In a pre-post study, Liu et al. (2021) tested whether 320 patients with acute and complete (AIS A) SCI after intradural decompression surgery and assessed the effects of a weight-bearing walking training program, called 3-5-6 Kunming Locomotor Training Program. This program was performed in 3 1-h sessions, 5 days per week, for 6 months, and was made up of 8 progressive steps from 1) training to stand with weight support when a trainer fixes the knees, to 8) training to walk without any support (Liu et al. 2021). The authors reported that the intervention was safe, as none of the patients’ postoperative conditions worsened after surgery and weight-bearing walking training. There were significant improvements in locomotor scores at 15 days, 3 months, and 6 months for people with lumbar and thoracic level injuries; people with cervical level injuries showed improvements at 15 days and 3 months only (Liu et al. 2021).
Despite the established role of cardiovascular intensity in the field of exercise physiology, its role in the physical rehabilitation of patients with neurologic injury has emerged only in the past 15 to 20 years (Fahey et al. 2022). Regarding walking recovery, the RCT of Brazg et al. (2017) included people with chronic motor incomplete SCI compared high (70%-85% HRmax) vs. low intensity training (50%-65% HRmax) by altering the biomechanical demands of walking, with equivalent total stepping practice. Consistent with previous studies in patients’ post-stroke (Ivey et al. 2015), significantly greater improvements in peak treadmill speed, peak velocity, and VO2peak-match were observed following high-intensity training, while changes in self-selected speeds and 6MWT approached significance, but LEMS or BBS did not change. It should be noted that there were no AEs during both interventions and that the intensity of stepping exercise can be readily manipulated and indirectly monitored using cardiopulmonary and subjective measures in clinical settings (Brazg et al. 2017).
Conclusions
There is level 1 evidence (from 1 RCT: Senthilvelkumar et al. 2015) that overground and treadmill-based training are comparable.
There is level 1 evidence (from 1 RCT: Lotter et al. 2020) that task-specific training (stepping practice in different contexts such as overground training) provides more improvements in fastest speed over short distances, peak treadmill speed, and 6MWT compared with impairment-based training in patients with chronic motor incomplete SCI.
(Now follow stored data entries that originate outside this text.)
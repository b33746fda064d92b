//! Entities tracked in provider responses.
//!
//! An entity is either the business under test or one of its competitors.
//! Entities are validated once, when built from configuration, and are
//! read-only afterwards.

use serde::Serialize;
use thiserror::Error;

/// A business or competitor searched for in response text
#[derive(Debug, Clone, PartialEq, Eq, Serialize)]
pub struct Entity {
    name: String,
    #[serde(skip_serializing_if = "Vec::is_empty")]
    aliases: Vec<String>,
}

impl Entity {
    /// Create an entity with no aliases
    pub fn new(name: impl Into<String>) -> Result<Self, InvalidEntity> {
        let name = name.into().trim().to_string();
        if name.is_empty() {
            return Err(InvalidEntity::EmptyName);
        }
        if !is_matchable(&name) {
            return Err(InvalidEntity::Unmatchable { name });
        }

        Ok(Self {
            name,
            aliases: Vec::new(),
        })
    }

    /// Add aliases, preserving order and skipping duplicates of the name
    /// or of earlier aliases (case-insensitive)
    pub fn with_aliases<I, S>(mut self, aliases: I) -> Result<Self, InvalidEntity>
    where
        I: IntoIterator<Item = S>,
        S: Into<String>,
    {
        for alias in aliases {
            let alias = alias.into().trim().to_string();
            if alias.is_empty() {
                return Err(InvalidEntity::EmptyAlias {
                    entity: self.name.clone(),
                });
            }
            if !is_matchable(&alias) {
                return Err(InvalidEntity::Unmatchable { name: alias });
            }
            self.push_alias(alias);
        }
        Ok(self)
    }

    /// Register the host of a website URL as an alias.
    ///
    /// `https://www.acme.com/about` contributes `acme.com`. A blank URL
    /// leaves the entity unchanged.
    pub fn with_url(mut self, url: &str) -> Self {
        if let Some(domain) = extract_domain(url) {
            self.push_alias(domain);
        }
        self
    }

    pub fn name(&self) -> &str {
        &self.name
    }

    pub fn aliases(&self) -> &[String] {
        &self.aliases
    }

    fn push_alias(&mut self, alias: String) {
        let lowered = alias.to_lowercase();
        let duplicate = self.name.to_lowercase() == lowered
            || self.aliases.iter().any(|a| a.to_lowercase() == lowered);
        if !duplicate {
            self.aliases.push(alias);
        }
    }
}

impl std::fmt::Display for Entity {
    fn fmt(&self, f: &mut std::fmt::Formatter<'_>) -> std::fmt::Result {
        write!(f, "{}", self.name)
    }
}

/// Entity construction errors
#[derive(Debug, Clone, PartialEq, Eq, Error)]
pub enum InvalidEntity {
    #[error("Entity name is empty")]
    EmptyName,

    #[error("Entity '{entity}' has an empty alias")]
    EmptyAlias { entity: String },

    #[error("Entity name '{name}' contains no letters or digits")]
    Unmatchable { name: String },
}

/// Names made only of punctuation normalize to nothing and can never match
fn is_matchable(name: &str) -> bool {
    name.chars().any(char::is_alphanumeric)
}

/// Extract the bare host from a URL: scheme, `www.` and path are dropped
pub fn extract_domain(url: &str) -> Option<String> {
    let url = url.trim().to_lowercase();
    let without_scheme = url
        .strip_prefix("https://")
        .or_else(|| url.strip_prefix("http://"))
        .unwrap_or(url.as_str());
    let without_www = without_scheme.strip_prefix("www.").unwrap_or(without_scheme);
    let host = without_www
        .split(['/', '?', '#'])
        .next()
        .unwrap_or_default()
        .trim_end_matches('.');

    if host.is_empty() || !is_matchable(host) {
        None
    } else {
        Some(host.to_string())
    }
}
There is level 1 evidence (from 1 RCT: Amatachaya et al. 2021) that a walking training program for 4 weeks (5 d/w) on a walking track with different surfaces (including artificial grass, pebbles, and soft areas), compared to OWT yields better results on walking speed (10MWT), walking distance (6MWT), and a lower risk of falling during 6-month follow-up in patients with chronic motor incomplete SCI.
There is level 1 evidence (from 1 RCT: Brazg et al. 2017) that high-intensity (70%-85% HRmax) LT (composed of speed-dependent treadmill training, skill-dependent treadmill training, overground training, and stair climbing) provides significantly greater improvements in selected locomotor variables (peak treadmill speed and fastest-possible speeds) and combined metabolic capacity and efficiency (VO2peak) compared to low-intensity (50%-65% HRmax) LT in participants with chronic and motor incomplete SCI.
There is level 2 evidence (from 1 prospective controlled trial: Evans & Field-Fote 2024) that three consecutive days of moderate-intensity MST (overground exercises performed as a circuit) provides significant increases in walking speed, step length, and step frequency, and a significant decrease in the walk ratio (step length/step frequency) in patients with motor-incomplete and chronic SCI.